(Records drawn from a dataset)
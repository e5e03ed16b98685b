//! Configuration types for the listing analysis pipeline.
//!
//! Defaults reproduce the reference analysis of the used-car dataset:
//! Latin-1 input, `kilometer` renamed to `odometer_km`, price kept in
//! `(0, 500000)`, registration year kept in `[1900, 2017]` and the ten most
//! frequent brands aggregated.

use crate::aggregation::AggregateSort;
use crate::cleaner::{NumericRange, RangeBound};
use serde::{Deserialize, Serialize};

/// Upper limit for [`AnalysisConfig::float_precision`].
pub const MAX_FLOAT_PRECISION: usize = 10;

/// What to do with the low-value columns identified during exploration.
#[derive(Debug, Clone, Copy, PartialEq, Eq, Serialize, Deserialize, Default)]
#[serde(rename_all = "snake_case")]
pub enum ColumnDropMode {
    /// Report the columns as dropped but keep them in the working table
    #[default]
    Advisory,
    /// Remove the columns from the working table
    Remove,
}

/// Configuration for the analysis pipeline.
///
/// Use [`AnalysisConfig::builder()`] to override individual settings.
///
/// # Example
///
/// ```rust,ignore
/// use autos_analysis::config::{AnalysisConfig, ColumnDropMode};
///
/// let config = AnalysisConfig::builder()
///     .encoding("utf-8")
///     .top_brands(5)
///     .drop_mode(ColumnDropMode::Remove)
///     .build()?;
/// ```
#[derive(Debug, Clone, Serialize, Deserialize)]
#[serde(default)]
pub struct AnalysisConfig {
    /// Encoding label of the input file (WHATWG label, e.g. "latin1").
    /// Default: "latin1"
    pub encoding: String,

    /// Field delimiter of the input file.
    /// Default: ','
    pub delimiter: char,

    /// Number of rows used for schema inference when loading.
    /// Default: 10000
    pub infer_schema_rows: usize,

    /// Renames applied after normalization, as (from, to) pairs.
    /// Default: [("kilometer", "odometer_km")]
    pub column_renames: Vec<(String, String)>,

    /// Columns considered low-value and dropped from the analysis.
    /// Default: ["seller", "offer_type", "num_photos"]
    pub dropped_columns: Vec<String>,

    /// Whether dropped columns leave the working table.
    /// Default: Advisory
    pub drop_mode: ColumnDropMode,

    /// Price column (normalized name).
    /// Default: "price"
    pub price_column: String,

    /// Accepted price range.
    /// Default: (0, 500000), both bounds exclusive
    pub price_range: NumericRange,

    /// Registration year column (normalized name).
    /// Default: "registration_year"
    pub registration_year_column: String,

    /// Accepted registration year range.
    /// Default: [1900, 2017], both bounds inclusive
    pub registration_year_range: NumericRange,

    /// Brand column (normalized name).
    /// Default: "brand"
    pub brand_column: String,

    /// Odometer column (name after renames).
    /// Default: "odometer_km"
    pub odometer_column: String,

    /// Number of most frequent brands to aggregate.
    /// Default: 10
    pub top_brands: usize,

    /// Optional ordering of the brand aggregate table.
    /// If None, brands stay in frequency order.
    /// Default: None
    pub aggregate_sort: Option<AggregateSort>,

    /// Timestamp-like columns analysed through their date prefix.
    /// Default: ["date_crawled", "ad_created", "last_seen"]
    pub date_columns: Vec<String>,

    /// Number of leading characters kept from timestamp values.
    /// Default: 10 (YYYY-MM-DD)
    pub date_prefix_width: usize,

    /// Digits after the decimal point in the text report.
    /// Default: 2
    pub float_precision: usize,
}

impl Default for AnalysisConfig {
    fn default() -> Self {
        Self {
            encoding: "latin1".to_string(),
            delimiter: ',',
            infer_schema_rows: 10_000,
            column_renames: vec![("kilometer".to_string(), "odometer_km".to_string())],
            dropped_columns: vec![
                "seller".to_string(),
                "offer_type".to_string(),
                "num_photos".to_string(),
            ],
            drop_mode: ColumnDropMode::default(),
            price_column: "price".to_string(),
            price_range: NumericRange::new(RangeBound::Exclusive(0.0), RangeBound::Exclusive(500_000.0)),
            registration_year_column: "registration_year".to_string(),
            registration_year_range: NumericRange::new(
                RangeBound::Inclusive(1900.0),
                RangeBound::Inclusive(2017.0),
            ),
            brand_column: "brand".to_string(),
            odometer_column: "odometer_km".to_string(),
            top_brands: 10,
            aggregate_sort: None,
            date_columns: vec![
                "date_crawled".to_string(),
                "ad_created".to_string(),
                "last_seen".to_string(),
            ],
            date_prefix_width: 10,
            float_precision: 2,
        }
    }
}

impl AnalysisConfig {
    /// Create a new configuration builder.
    pub fn builder() -> AnalysisConfigBuilder {
        AnalysisConfigBuilder::default()
    }

    /// Load a configuration from a JSON document.
    ///
    /// Missing fields fall back to their defaults.
    pub fn from_json(json: &str) -> crate::error::Result<Self> {
        let config: AnalysisConfig = serde_json::from_str(json)?;
        config.validate()?;
        Ok(config)
    }

    /// Validate the configuration and return errors if invalid.
    pub fn validate(&self) -> Result<(), ConfigValidationError> {
        if !self.delimiter.is_ascii() {
            return Err(ConfigValidationError::InvalidDelimiter(self.delimiter));
        }

        for (field, range) in [
            ("price_range", &self.price_range),
            ("registration_year_range", &self.registration_year_range),
        ] {
            if !range.is_valid() {
                return Err(ConfigValidationError::InvalidRange {
                    field: field.to_string(),
                    range: range.to_string(),
                });
            }
        }

        for (field, value) in [
            ("price_column", &self.price_column),
            ("registration_year_column", &self.registration_year_column),
            ("brand_column", &self.brand_column),
            ("odometer_column", &self.odometer_column),
        ] {
            if value.trim().is_empty() {
                return Err(ConfigValidationError::EmptyColumnName(field.to_string()));
            }
        }

        if self.date_prefix_width == 0 {
            return Err(ConfigValidationError::InvalidDatePrefixWidth(
                self.date_prefix_width,
            ));
        }

        if self.float_precision > MAX_FLOAT_PRECISION {
            return Err(ConfigValidationError::InvalidPrecision(self.float_precision));
        }

        Ok(())
    }
}

/// Errors that can occur during configuration validation.
#[derive(Debug, thiserror::Error)]
pub enum ConfigValidationError {
    #[error("Invalid range for '{field}': {range} (lower bound must not exceed upper bound)")]
    InvalidRange { field: String, range: String },

    #[error("Invalid delimiter {0:?} (must be a single ASCII character)")]
    InvalidDelimiter(char),

    #[error("Column name for '{0}' must not be empty")]
    EmptyColumnName(String),

    #[error("Invalid date prefix width: {0} (must be at least 1)")]
    InvalidDatePrefixWidth(usize),

    #[error("Invalid float precision: {0} (must be at most {MAX_FLOAT_PRECISION})")]
    InvalidPrecision(usize),
}

/// Builder for [`AnalysisConfig`] with fluent API.
#[derive(Debug, Default)]
pub struct AnalysisConfigBuilder {
    encoding: Option<String>,
    delimiter: Option<char>,
    infer_schema_rows: Option<usize>,
    column_renames: Option<Vec<(String, String)>>,
    dropped_columns: Option<Vec<String>>,
    drop_mode: Option<ColumnDropMode>,
    price_range: Option<NumericRange>,
    registration_year_range: Option<NumericRange>,
    brand_column: Option<String>,
    top_brands: Option<usize>,
    aggregate_sort: Option<AggregateSort>,
    date_columns: Option<Vec<String>>,
    date_prefix_width: Option<usize>,
    float_precision: Option<usize>,
}

impl AnalysisConfigBuilder {
    /// Set the encoding label of the input file.
    pub fn encoding(mut self, label: impl Into<String>) -> Self {
        self.encoding = Some(label.into());
        self
    }

    /// Set the field delimiter.
    pub fn delimiter(mut self, delimiter: char) -> Self {
        self.delimiter = Some(delimiter);
        self
    }

    /// Set the number of rows used for schema inference.
    pub fn infer_schema_rows(mut self, rows: usize) -> Self {
        self.infer_schema_rows = Some(rows);
        self
    }

    /// Replace the post-normalization renames.
    pub fn column_renames<I, A, B>(mut self, renames: I) -> Self
    where
        I: IntoIterator<Item = (A, B)>,
        A: Into<String>,
        B: Into<String>,
    {
        self.column_renames = Some(
            renames
                .into_iter()
                .map(|(from, to)| (from.into(), to.into()))
                .collect(),
        );
        self
    }

    /// Replace the set of low-value columns.
    pub fn dropped_columns<I, S>(mut self, columns: I) -> Self
    where
        I: IntoIterator<Item = S>,
        S: Into<String>,
    {
        self.dropped_columns = Some(columns.into_iter().map(Into::into).collect());
        self
    }

    /// Choose whether dropped columns leave the working table.
    pub fn drop_mode(mut self, mode: ColumnDropMode) -> Self {
        self.drop_mode = Some(mode);
        self
    }

    /// Set the accepted price range.
    pub fn price_range(mut self, range: NumericRange) -> Self {
        self.price_range = Some(range);
        self
    }

    /// Set the accepted registration year range.
    pub fn registration_year_range(mut self, range: NumericRange) -> Self {
        self.registration_year_range = Some(range);
        self
    }

    /// Set the categorical column used for grouping.
    pub fn brand_column(mut self, column: impl Into<String>) -> Self {
        self.brand_column = Some(column.into());
        self
    }

    /// Set how many of the most frequent brands are aggregated.
    pub fn top_brands(mut self, n: usize) -> Self {
        self.top_brands = Some(n);
        self
    }

    /// Order the brand aggregate table.
    pub fn aggregate_sort(mut self, sort: AggregateSort) -> Self {
        self.aggregate_sort = Some(sort);
        self
    }

    /// Replace the list of timestamp-like columns.
    pub fn date_columns<I, S>(mut self, columns: I) -> Self
    where
        I: IntoIterator<Item = S>,
        S: Into<String>,
    {
        self.date_columns = Some(columns.into_iter().map(Into::into).collect());
        self
    }

    /// Set the number of characters kept from timestamp values.
    pub fn date_prefix_width(mut self, width: usize) -> Self {
        self.date_prefix_width = Some(width);
        self
    }

    /// Set the number of decimals shown in the text report.
    pub fn float_precision(mut self, digits: usize) -> Self {
        self.float_precision = Some(digits);
        self
    }

    /// Build the configuration.
    ///
    /// Returns a validated `AnalysisConfig` or an error if validation fails.
    pub fn build(self) -> Result<AnalysisConfig, ConfigValidationError> {
        let defaults = AnalysisConfig::default();
        let config = AnalysisConfig {
            encoding: self.encoding.unwrap_or(defaults.encoding),
            delimiter: self.delimiter.unwrap_or(defaults.delimiter),
            infer_schema_rows: self.infer_schema_rows.unwrap_or(defaults.infer_schema_rows),
            column_renames: self.column_renames.unwrap_or(defaults.column_renames),
            dropped_columns: self.dropped_columns.unwrap_or(defaults.dropped_columns),
            drop_mode: self.drop_mode.unwrap_or_default(),
            price_column: defaults.price_column,
            price_range: self.price_range.unwrap_or(defaults.price_range),
            registration_year_column: defaults.registration_year_column,
            registration_year_range: self
                .registration_year_range
                .unwrap_or(defaults.registration_year_range),
            brand_column: self.brand_column.unwrap_or(defaults.brand_column),
            odometer_column: defaults.odometer_column,
            top_brands: self.top_brands.unwrap_or(defaults.top_brands),
            aggregate_sort: self.aggregate_sort,
            date_columns: self.date_columns.unwrap_or(defaults.date_columns),
            date_prefix_width: self.date_prefix_width.unwrap_or(defaults.date_prefix_width),
            float_precision: self.float_precision.unwrap_or(defaults.float_precision),
        };

        config.validate()?;
        Ok(config)
    }
}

● **What to do**
For the word "leave", state how many lines of the entries contain it, with nothing else.

● **Task solution**
2